> _Description of the task_
Copy the data exactly.

> _Stored data_
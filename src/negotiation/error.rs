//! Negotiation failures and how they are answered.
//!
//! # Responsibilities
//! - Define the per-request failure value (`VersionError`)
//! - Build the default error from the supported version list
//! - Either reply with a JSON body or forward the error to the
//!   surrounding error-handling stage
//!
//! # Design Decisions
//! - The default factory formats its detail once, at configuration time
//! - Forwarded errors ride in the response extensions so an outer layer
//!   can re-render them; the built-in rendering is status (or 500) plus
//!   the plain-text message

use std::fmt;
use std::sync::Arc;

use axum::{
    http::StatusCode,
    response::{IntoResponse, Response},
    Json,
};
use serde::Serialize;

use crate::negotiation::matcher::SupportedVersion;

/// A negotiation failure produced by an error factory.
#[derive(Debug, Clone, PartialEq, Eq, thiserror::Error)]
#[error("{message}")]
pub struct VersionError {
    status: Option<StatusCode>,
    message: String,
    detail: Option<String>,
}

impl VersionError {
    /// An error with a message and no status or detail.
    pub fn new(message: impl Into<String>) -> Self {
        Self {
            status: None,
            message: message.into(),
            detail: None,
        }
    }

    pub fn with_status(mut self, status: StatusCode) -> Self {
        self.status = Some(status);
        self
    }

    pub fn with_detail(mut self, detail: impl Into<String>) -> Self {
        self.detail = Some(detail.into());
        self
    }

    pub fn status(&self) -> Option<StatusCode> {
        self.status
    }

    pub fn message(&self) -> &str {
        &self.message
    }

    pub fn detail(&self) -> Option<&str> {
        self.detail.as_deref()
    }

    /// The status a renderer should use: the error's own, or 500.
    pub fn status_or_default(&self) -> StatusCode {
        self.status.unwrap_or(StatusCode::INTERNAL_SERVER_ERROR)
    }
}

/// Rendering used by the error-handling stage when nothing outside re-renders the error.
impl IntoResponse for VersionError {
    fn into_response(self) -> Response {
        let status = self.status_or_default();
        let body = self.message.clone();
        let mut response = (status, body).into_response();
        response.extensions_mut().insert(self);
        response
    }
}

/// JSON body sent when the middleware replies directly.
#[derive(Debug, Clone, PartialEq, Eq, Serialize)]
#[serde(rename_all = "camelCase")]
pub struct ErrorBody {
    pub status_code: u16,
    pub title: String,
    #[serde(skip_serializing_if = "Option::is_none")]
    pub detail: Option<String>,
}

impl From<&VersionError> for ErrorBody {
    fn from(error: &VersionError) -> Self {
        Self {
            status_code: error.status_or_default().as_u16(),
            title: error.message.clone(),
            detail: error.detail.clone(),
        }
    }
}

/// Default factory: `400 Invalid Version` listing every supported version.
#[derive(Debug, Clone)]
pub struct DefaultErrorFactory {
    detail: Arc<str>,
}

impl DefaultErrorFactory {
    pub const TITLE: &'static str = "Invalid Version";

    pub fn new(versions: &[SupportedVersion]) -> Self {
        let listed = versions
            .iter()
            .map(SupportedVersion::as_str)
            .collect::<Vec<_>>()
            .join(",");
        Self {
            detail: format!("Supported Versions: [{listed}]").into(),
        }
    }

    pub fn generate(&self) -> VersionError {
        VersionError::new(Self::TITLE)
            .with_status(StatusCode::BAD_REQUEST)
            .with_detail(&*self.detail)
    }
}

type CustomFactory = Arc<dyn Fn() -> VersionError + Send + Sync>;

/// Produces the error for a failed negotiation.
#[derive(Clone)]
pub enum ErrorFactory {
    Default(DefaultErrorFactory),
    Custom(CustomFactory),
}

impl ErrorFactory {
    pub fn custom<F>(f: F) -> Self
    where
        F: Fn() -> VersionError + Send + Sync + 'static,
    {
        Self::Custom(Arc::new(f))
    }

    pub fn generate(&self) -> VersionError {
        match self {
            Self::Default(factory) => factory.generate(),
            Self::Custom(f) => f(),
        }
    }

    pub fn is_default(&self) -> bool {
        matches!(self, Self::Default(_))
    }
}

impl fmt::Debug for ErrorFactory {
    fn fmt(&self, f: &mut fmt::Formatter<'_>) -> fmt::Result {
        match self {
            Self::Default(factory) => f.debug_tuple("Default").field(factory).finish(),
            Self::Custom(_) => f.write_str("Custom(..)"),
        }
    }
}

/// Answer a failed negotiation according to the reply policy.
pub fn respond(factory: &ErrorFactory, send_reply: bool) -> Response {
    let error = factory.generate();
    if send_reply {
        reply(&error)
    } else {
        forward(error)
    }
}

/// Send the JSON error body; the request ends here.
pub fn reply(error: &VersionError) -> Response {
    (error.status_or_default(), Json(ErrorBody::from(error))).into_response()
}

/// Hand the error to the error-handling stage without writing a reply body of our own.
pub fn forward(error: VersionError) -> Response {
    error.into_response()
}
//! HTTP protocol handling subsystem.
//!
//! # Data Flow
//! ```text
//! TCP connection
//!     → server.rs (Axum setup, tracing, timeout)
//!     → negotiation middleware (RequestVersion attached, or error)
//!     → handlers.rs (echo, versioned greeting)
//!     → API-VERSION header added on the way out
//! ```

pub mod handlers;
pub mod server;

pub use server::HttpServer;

> _Solution to this exercise_
filename src/negotiation/error.rs
//! Negotiation failures and how they are answered.
//!
//! # Responsibilities
//! - Define the per-request failure value (`VersionError`)
//! - Build the default error from the supported version list
//! - Either reply with a JSON body or forward the error to the
//!   surrounding error-handling stage
//!
//! # Design Decisions
//! - The default factory formats its detail once, at configuration time
//! - Forwarded errors ride in the response extensions so an outer layer
//!   can re-render them; the built-in rendering is status (or 500) plus
//!   the plain-text message

use std::fmt;
use std::sync::Arc;

use axum::{
    http::StatusCode,
    response::{IntoResponse, Response},
    Json,
};
use serde::Serialize;

use crate::negotiation::matcher::SupportedVersion;

/// A negotiation failure produced by an error factory.
#[derive(Debug, Clone, PartialEq, Eq, thiserror::Error)]
#[error("{message}")]
pub struct VersionError {
    status: Option<StatusCode>,
    message: String,
    detail: Option<String>,
}

impl VersionError {
    /// An error with a message and no status or detail.
    pub fn new(message: impl Into<String>) -> Self {
        Self {
            status: None,
            message: message.into(),
            detail: None,
        }
    }

    pub fn with_status(mut self, status: StatusCode) -> Self {
        self.status = Some(status);
        self
    }

    pub fn with_detail(mut self, detail: impl Into<String>) -> Self {
        self.detail = Some(detail.into());
        self
    }

    pub fn status(&self) -> Option<StatusCode> {
        self.status
    }

    pub fn message(&self) -> &str {
        &self.message
    }

    pub fn detail(&self) -> Option<&str> {
        self.detail.as_deref()
    }

    /// The status a renderer should use: the error's own, or 500.
    pub fn status_or_default(&self) -> StatusCode {
        self.status.unwrap_or(StatusCode::INTERNAL_SERVER_ERROR)
    }
}

/// Rendering used by the error-handling stage when nothing outside re-renders the error.
impl IntoResponse for VersionError {
    fn into_response(self) -> Response {
        let status = self.status_or_default();
        let body = self.message.clone();
        let mut response = (status, body).into_response();
        response.extensions_mut().insert(self);
        response
    }
}

/// JSON body sent when the middleware replies directly.
#[derive(Debug, Clone, PartialEq, Eq, Serialize)]
#[serde(rename_all = "camelCase")]
pub struct ErrorBody {
    pub status_code: u16,
    pub title: String,
    #[serde(skip_serializing_if = "Option::is_none")]
    pub detail: Option<String>,
}

impl From<&VersionError> for ErrorBody {
    fn from(error: &VersionError) -> Self {
        Self {
            status_code: error.status_or_default().as_u16(),
            title: error.message.clone(),
            detail: error.detail.clone(),
        }
    }
}

/// Default factory: `400 Invalid Version` listing every supported version.
#[derive(Debug, Clone)]
pub struct DefaultErrorFactory {
    detail: Arc<str>,
}

impl DefaultErrorFactory {
    pub const TITLE: &'static str = "Invalid Version";

    pub fn new(versions: &[SupportedVersion]) -> Self {
        let listed = versions
            .iter()
            .map(SupportedVersion::as_str)
            .collect::<Vec<_>>()
            .join(",");
        Self {
            detail: format!("Supported Versions: [{listed}]").into(),
        }
    }

    pub fn generate(&self) -> VersionError {
        VersionError::new(Self::TITLE)
            .with_status(StatusCode::BAD_REQUEST)
            .with_detail(&*self.detail)
    }
}

type CustomFactory = Arc<dyn Fn() -> VersionError + Send + Sync>;

/// Produces the error for a failed negotiation.
#[derive(Clone)]
pub enum ErrorFactory {
    Default(DefaultErrorFactory),
    Custom(CustomFactory),
}

impl ErrorFactory {
    pub fn custom<F>(f: F) -> Self
    where
        F: Fn() -> VersionError + Send + Sync + 'static,
    {
        Self::Custom(Arc::new(f))
    }

    pub fn generate(&self) -> VersionError {
        match self {
            Self::Default(factory) => factory.generate(),
            Self::Custom(f) => f(),
        }
    }

    pub fn is_default(&self) -> bool {
        matches!(self, Self::Default(_))
    }
}

impl fmt::Debug for ErrorFactory {
    fn fmt(&self, f: &mut fmt::Formatter<'_>) -> fmt::Result {
        match self {
            Self::Default(factory) => f.debug_tuple("Default").field(factory).finish(),
            Self::Custom(_) => f.write_str("Custom(..)"),
        }
    }
}

/// Answer a failed negotiation according to the reply policy.
pub fn respond(factory: &ErrorFactory, send_reply: bool) -> Response {
    let error = factory.generate();
    if send_reply {
        reply(&error)
    } else {
        forward(error)
    }
}

/// Send the JSON error body; the request ends here.
pub fn reply(error: &VersionError) -> Response {
    (error.status_or_default(), Json(ErrorBody::from(error))).into_response()
}

/// Hand the error to the error-handling stage without writing a reply body of our own.
pub fn forward(error: VersionError) -> Response {
    error.into_response()
}
//! HTTP protocol handling subsystem.
//!
//! # Data Flow
//! ```text
//! TCP connection
//!     → server.rs (Axum setup, tracing, timeout)
//!     → negotiation middleware (RequestVersion attached, or error)
//!     → handlers.rs (echo, versioned greeting)
//!     → API-VERSION header added on the way out
//! ```

pub mod handlers;
pub mod server;

pub use server::HttpServer;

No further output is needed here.